- Episode no.: Season 1 Episode 5
- Directed by: Oscar Whitbread
- Teleplay by: Oriel Gray
- Based on: The Torrents by Oriel Gray
- Original air date: 10 December 1969
- Running time: 70 mins

Episode chronology
| ← Previous "Tilley Landed On Our Shore" | Next → "Fiends of the Family" |

= The Torrents (Australian Plays) =

"The Torrents" is a 1969 Australian TV play based on the stage play by Oriel Gray. It was filmed as part of the ABC anthology drama series Australian Plays. It was the second Gray play adapted by the ABC, after Burst of Summer. It aired on 10 December 1969 in Sydney and Melbourne.

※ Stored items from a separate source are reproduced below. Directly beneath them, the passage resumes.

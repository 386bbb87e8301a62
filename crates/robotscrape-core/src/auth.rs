//! API key verification and credit consumption, sitting on top of the
//! `api_keys` store table. Callers never see or persist a raw key, only its
//! SHA-256 hash.

use crate::crypto::{random_token, sha256_hex};
use crate::error::{Error, Result};
use crate::store::api_keys::ConsumeOutcome;
use crate::store::Store;
use crate::types::ApiKey;

/// Outcome of consuming credits against a presented key, ready to surface
/// over HTTP.
#[derive(Debug, Clone)]
pub struct Authorized {
    pub api_key_id: String,
    pub owner: String,
    pub tier: String,
    pub remaining_credits: i64,
}

/// Look up `raw_key` by its hash and atomically deduct `cost` credits.
pub async fn authorize_and_consume(store: &Store, raw_key: &str, cost: i64) -> Result<Authorized> {
    let hash = sha256_hex(raw_key.as_bytes());
    let key = store
        .get_api_key_by_hash(&hash)
        .await?
        .ok_or(Error::Unauthorized)?;

    match store.consume_credits(&hash, cost).await? {
        ConsumeOutcome::Ok { remaining_credits } => Ok(Authorized {
            api_key_id: key.id,
            owner: key.owner,
            tier: key.tier,
            remaining_credits,
        }),
        ConsumeOutcome::InvalidKey => Err(Error::Unauthorized),
        ConsumeOutcome::Inactive => Err(Error::Unauthorized),
        ConsumeOutcome::InsufficientCredits => Err(Error::InsufficientCredits),
    }
}

/// Look up `raw_key` without consuming credits, used for read-only
/// endpoints like job status.
pub async fn verify(store: &Store, raw_key: &str) -> Result<ApiKey> {
    let hash = sha256_hex(raw_key.as_bytes());
    let key = store
        .get_api_key_by_hash(&hash)
        .await?
        .ok_or(Error::Unauthorized)?;
    if !key.is_active {
        return Err(Error::Unauthorized);
    }
    Ok(key)
}

/// Mint a new credential. Returns the raw key (shown once) and the row
/// persisted to the store.
pub async fn issue_api_key(store: &Store, owner: &str, tier: &str, credits: i64) -> Result<(String, ApiKey)> {
    let raw_key = random_token("rbs");
    let hash = sha256_hex(raw_key.as_bytes());
    let key = ApiKey {
        id: uuid::Uuid::new_v4().to_string(),
        key_hash: hash,
        owner: owner.to_string(),
        tier: tier.to_string(),
        remaining_credits: credits,
        is_active: true,
        last_used_at: None,
        created_at: chrono::Utc::now(),
    };
    store.insert_api_key(&key).await?;
    Ok((raw_key, key))
}
//! Queue-consuming worker: dequeues leased job messages in batches and
//! drives each one through [`crate::pipeline::Pipeline`], matching the
//! processing -> {completed,failed,blocked} sequence jobs go through.
//! Webhook delivery and acking are fire-and-forget relative to the job's
//! own terminal state - a dropped webhook never resurrects a finished job.

use std::sync::Arc;
use std::time::Instant;

use chrono::Utc;

use crate::blob::BlobStore;
use crate::config::ProviderConfig;
use crate::error::{Error, Result};
use crate::llm::ModelKeyPair;
use crate::pipeline::{persist_snapshot, Pipeline, PipelineOutcome, ProviderSelection};
use crate::queue::JobQueue;
use crate::store::Store;
use crate::types::{Job, ScrapeLog};
use crate::webhook::{self, WebhookPayload};

/// Build the ordered (model, key) fallback list for a provider: the default
/// model tried against every configured key, then each fallback model
/// tried against every configured key.
pub fn build_model_key_pairs(provider: &ProviderConfig) -> Result<Vec<ModelKeyPair>> {
    let mut keys = Vec::new();
    if let Some(key) = &provider.api_key {
        keys.push(key.resolve()?);
    }
    for key in &provider.api_keys {
        keys.push(key.resolve()?);
    }
    if keys.is_empty() {
        return Err(Error::Config("provider has no api_key or api_keys configured".into()));
    }

    let default_model = provider
        .default_model
        .clone()
        .ok_or_else(|| Error::Config("provider has no default_model configured".into()))?;
    let mut models = vec![default_model];
    models.extend(provider.fallback_models.iter().cloned());

    let mut pairs = Vec::with_capacity(models.len() * keys.len());
    for model in &models {
        for key in &keys {
            pairs.push(ModelKeyPair {
                model: model.clone(),
                api_key: key.clone(),
            });
        }
    }
    Ok(pairs)
}

pub struct WorkerConfig {
    pub provider_name: String,
    pub base_url: String,
    pub pairs: Vec<ModelKeyPair>,
    pub cache_enabled: bool,
    pub default_webhook_secret: Option<String>,
    pub batch_size: usize,
}

pub struct Worker {
    store: Store,
    queue: Arc<dyn JobQueue>,
    pipeline: Arc<Pipeline>,
    blobs: Arc<dyn BlobStore>,
    config: WorkerConfig,
}

impl Worker {
    pub fn new(store: Store, queue: Arc<dyn JobQueue>, pipeline: Arc<Pipeline>, blobs: Arc<dyn BlobStore>, config: WorkerConfig) -> Self {
        Self {
            store,
            queue,
            pipeline,
            blobs,
            config,
        }
    }

    /// Dequeue up to the configured batch size and process each leased
    /// message in turn. Returns the number of messages processed.
    pub async fn run_once(&self) -> Result<usize> {
        let leased = self.queue.dequeue_batch(self.config.batch_size).await?;
        for message in &leased {
            self.process_one(&message.job_id).await;
            self.queue.ack(&message.message_id).await?;
        }
        Ok(leased.len())
    }

    async fn process_one(&self, job_id: &str) {
        if let Err(e) = self.process_one_inner(job_id).await {
            tracing::error!(job_id, error = %e, "failed to process job");
        }
    }

    async fn process_one_inner(&self, job_id: &str) -> Result<()> {
        let Some(job) = self.store.get_job(job_id).await? else {
            tracing::warn!(job_id, "dequeued job no longer exists, dropping");
            return Ok(());
        };

        self.store.mark_job_processing(job_id).await?;
        let started = Instant::now();
        let params = job.params()?;

        let selection = ProviderSelection {
            provider: &self.config.provider_name,
            base_url: &self.config.base_url,
            pairs: &self.config.pairs,
        };

        let outcome = self.pipeline.run(&params, selection, self.config.cache_enabled).await;
        let latency_ms = started.elapsed().as_millis() as i64;
        let store_content = params.options.store_content;

        match outcome {
            Ok(PipelineOutcome::CacheHit { data, token_usage }) => {
                self.finish_completed(&job, &data, token_usage, latency_ms, None, true).await
            }
            Ok(PipelineOutcome::Completed { scrape, data, token_usage }) => {
                let content_blob_key = if store_content {
                    persist_snapshot(self.blobs.as_ref(), &job.id, &scrape).await.ok().flatten()
                } else {
                    None
                };
                self.finish_completed(&job, &data, token_usage, latency_ms, content_blob_key, false).await
            }
            Ok(PipelineOutcome::Blocked { scrape }) => {
                let content_blob_key = if store_content {
                    persist_snapshot(self.blobs.as_ref(), &job.id, &scrape).await.ok().flatten()
                } else {
                    None
                };
                self.finish_blocked(&job, latency_ms, content_blob_key).await
            }
            Err(e) => self.finish_failed(&job, &e, latency_ms).await,
        }
    }

    async fn finish_completed(
        &self,
        job: &Job,
        data: &serde_json::Value,
        token_usage: i64,
        latency_ms: i64,
        content_blob_key: Option<String>,
        cache_hit: bool,
    ) -> Result<()> {
        let result_path = format!("results/{}.json", job.id);
        let bytes = serde_json::to_vec(data).map_err(|e| Error::Server(format!("failed to serialize job result: {e}")))?;
        self.blobs.put(&result_path, &bytes).await?;
        self.store.mark_job_completed(&job.id, &result_path, token_usage, latency_ms).await?;

        self.log_attempt(job, "completed", Some(token_usage), latency_ms, false, None, content_blob_key, Some(result_path.clone()))
            .await;

        if cache_hit {
            let _ = self
                .store
                .insert_event_log(&uuid::Uuid::new_v4().to_string(), job.api_key_id.as_deref(), "cache_hit", None)
                .await;
        }

        self.fire_webhook(job, "completed", Some(result_path), Some(data.clone()), None).await;
        Ok(())
    }

    async fn finish_blocked(&self, job: &Job, latency_ms: i64, content_blob_key: Option<String>) -> Result<()> {
        self.store.mark_job_blocked(&job.id).await?;
        self.log_attempt(job, "blocked", None, latency_ms, true, None, content_blob_key, None).await;
        self.fire_webhook(job, "blocked", None, None, Some("target site blocked the request".to_string())).await;
        Ok(())
    }

    async fn finish_failed(&self, job: &Job, error: &Error, latency_ms: i64) -> Result<()> {
        let message = error.public_message();
        self.store.mark_job_failed(&job.id, &message).await?;
        self.log_attempt(job, "failed", None, latency_ms, false, Some(message.clone()), None, None).await;
        self.fire_webhook(job, "failed", None, None, Some(message)).await;
        Ok(())
    }

    #[allow(clippy::too_many_arguments)]
    async fn log_attempt(
        &self,
        job: &Job,
        status: &str,
        token_usage: Option<i64>,
        latency_ms: i64,
        blocked: bool,
        error_msg: Option<String>,
        content_blob_key: Option<String>,
        result_blob_key: Option<String>,
    ) {
        let log = ScrapeLog {
            id: uuid::Uuid::new_v4().to_string(),
            api_key_id: job.api_key_id.clone(),
            url: job.url.clone(),
            params_json: job.params_json.clone(),
            token_usage,
            latency_ms: Some(latency_ms),
            status: status.to_string(),
            error_msg,
            content_blob_key,
            result_blob_key,
            blocked,
            created_at: Utc::now(),
        };
        if let Err(e) = self.store.insert_scrape_log(&log).await {
            tracing::warn!(job_id = %job.id, error = %e, "failed to record scrape log");
        }
    }

    async fn fire_webhook(&self, job: &Job, status: &str, result_path: Option<String>, data: Option<serde_json::Value>, error: Option<String>) {
        let Some(url) = job.webhook_url.clone() else { return };
        let secret = job.webhook_secret.clone().or_else(|| self.config.default_webhook_secret.clone());
        let store = self.store.clone();
        let job_id = job.id.clone();
        let status = status.to_string();

        tokio::spawn(async move {
            let payload = WebhookPayload {
                job_id,
                status,
                result_path,
                data,
                error,
            };
            let _ = webhook::send_webhook(&store, &url, secret.as_deref(), &payload).await;
        });
    }
}

#[cfg(test)]
mod tests {
    use super::*;
    use crate::blob::LocalBlobStore;
    use crate::browser::MockBrowserAdapter;
    use crate::cache::ResultCache;
    use crate::config::ConfigValue;
    use crate::llm::MockLlmAdapter;
    use crate::queue::InMemoryJobQueue;
    use crate::store::test_store;
    use crate::types::{ExtractOptions, ExtractParams, JobStatus};
    use tempfile::TempDir;

    fn sample_params(store_content: bool) -> ExtractParams {
        ExtractParams {
            url: "https://example.com".into(),
            fields: vec!["title".into()],
            schema: None,
            instructions: None,
            options: ExtractOptions {
                store_content,
                ..Default::default()
            },
        }
    }

    async fn harness(
        browser: Arc<dyn crate::browser::BrowserAdapter>,
        llm: Arc<dyn crate::llm::LlmAdapter>,
    ) -> (Worker, Store, Arc<dyn JobQueue>, TempDir) {
        let store = test_store().await;
        let dir = TempDir::new().unwrap();
        let blobs: Arc<dyn BlobStore> = Arc::new(LocalBlobStore::new(dir.path()));
        let cache = Arc::new(ResultCache::new(store.clone(), blobs.clone(), 900));
        let pipeline = Arc::new(Pipeline::new(cache, browser, None, llm, 20_000));
        let queue: Arc<dyn JobQueue> = Arc::new(InMemoryJobQueue::new());

        let config = WorkerConfig {
            provider_name: "mock".into(),
            base_url: "https://api.example.com".into(),
            pairs: vec![ModelKeyPair { model: "m".into(), api_key: "k".into() }],
            cache_enabled: true,
            default_webhook_secret: None,
            batch_size: 10,
        };

        let worker = Worker::new(store.clone(), queue.clone(), pipeline, blobs, config);
        (worker, store, queue, dir)
    }

    #[tokio::test]
    async fn processes_a_queued_job_through_to_completion() {
        let browser: Arc<dyn crate::browser::BrowserAdapter> = Arc::new(MockBrowserAdapter::ok("page body"));
        let llm: Arc<dyn crate::llm::LlmAdapter> = Arc::new(MockLlmAdapter::new(serde_json::json!({"title": "Example"}), 20));
        let (worker, store, queue, _dir) = harness(browser, llm).await;

        store.create_job("job-1", None, "https://example.com", &sample_params(false), None, None).await.unwrap();
        queue.enqueue("job-1").await.unwrap();

        let processed = worker.run_once().await.unwrap();
        assert_eq!(processed, 1);

        let job = store.get_job("job-1").await.unwrap().unwrap();
        assert_eq!(job.status(), JobStatus::Completed);
        assert_eq!(job.result_path.as_deref(), Some("results/job-1.json"));
        assert_eq!(job.token_usage, Some(20));
    }

    #[tokio::test]
    async fn blocked_render_marks_the_job_blocked() {
        let browser: Arc<dyn crate::browser::BrowserAdapter> = Arc::new(MockBrowserAdapter::blocked());
        let llm: Arc<dyn crate::llm::LlmAdapter> = Arc::new(MockLlmAdapter::new(serde_json::json!({}), 0));
        let (worker, store, queue, _dir) = harness(browser, llm).await;

        store.create_job("job-2", None, "https://example.com", &sample_params(true), None, None).await.unwrap();
        queue.enqueue("job-2").await.unwrap();

        worker.run_once().await.unwrap();

        let job = store.get_job("job-2").await.unwrap().unwrap();
        assert_eq!(job.status(), JobStatus::Blocked);
        assert!(job.blocked);
    }

    #[test]
    fn model_key_pairs_cross_models_with_keys() {
        let provider = ProviderConfig {
            api_key: Some(ConfigValue::Literal("primary-key".into())),
            base_url: None,
            default_model: Some("gpt-4o-mini".into()),
            fallback_models: vec!["gpt-4o".into()],
            api_keys: vec![ConfigValue::Literal("secondary-key".into())],
        };

        let pairs = build_model_key_pairs(&provider).unwrap();
        assert_eq!(pairs.len(), 4);
        assert_eq!(pairs[0].model, "gpt-4o-mini");
        assert_eq!(pairs[0].api_key, "primary-key");
        assert_eq!(pairs[2].model, "gpt-4o");
    }

    #[test]
    fn model_key_pairs_errors_without_a_default_model() {
        let provider = ProviderConfig {
            api_key: Some(ConfigValue::Literal("k".into())),
            base_url: None,
            default_model: None,
            fallback_models: vec![],
            api_keys: vec![],
        };
        assert!(build_model_key_pairs(&provider).is_err());
    }
}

Australian TV drama was relatively rare at the time.

==Cast==
- Barbara Stephens as J.G. Milford
- Ken Shorter as Kingsley Myers
- Alan Hopgood
- Mark Albiston as Munro
- Harold Hopkins as Ben Torrents
- Lyndel Rowe as J.G. Milford
- Keith Lee as Rufus Torrents

==Production==
It was shot in Melbourne and at Maldon, a small town outside Bendigo. It was designed by Alan Clarke. Railway carriages were hired from the Society of Railway Enthusiasts. The budget could not cover the hiring of an old locomotive so a modern one was used, but this was obscured by a fog machine.

==Reception==
One critic called it "a beauty".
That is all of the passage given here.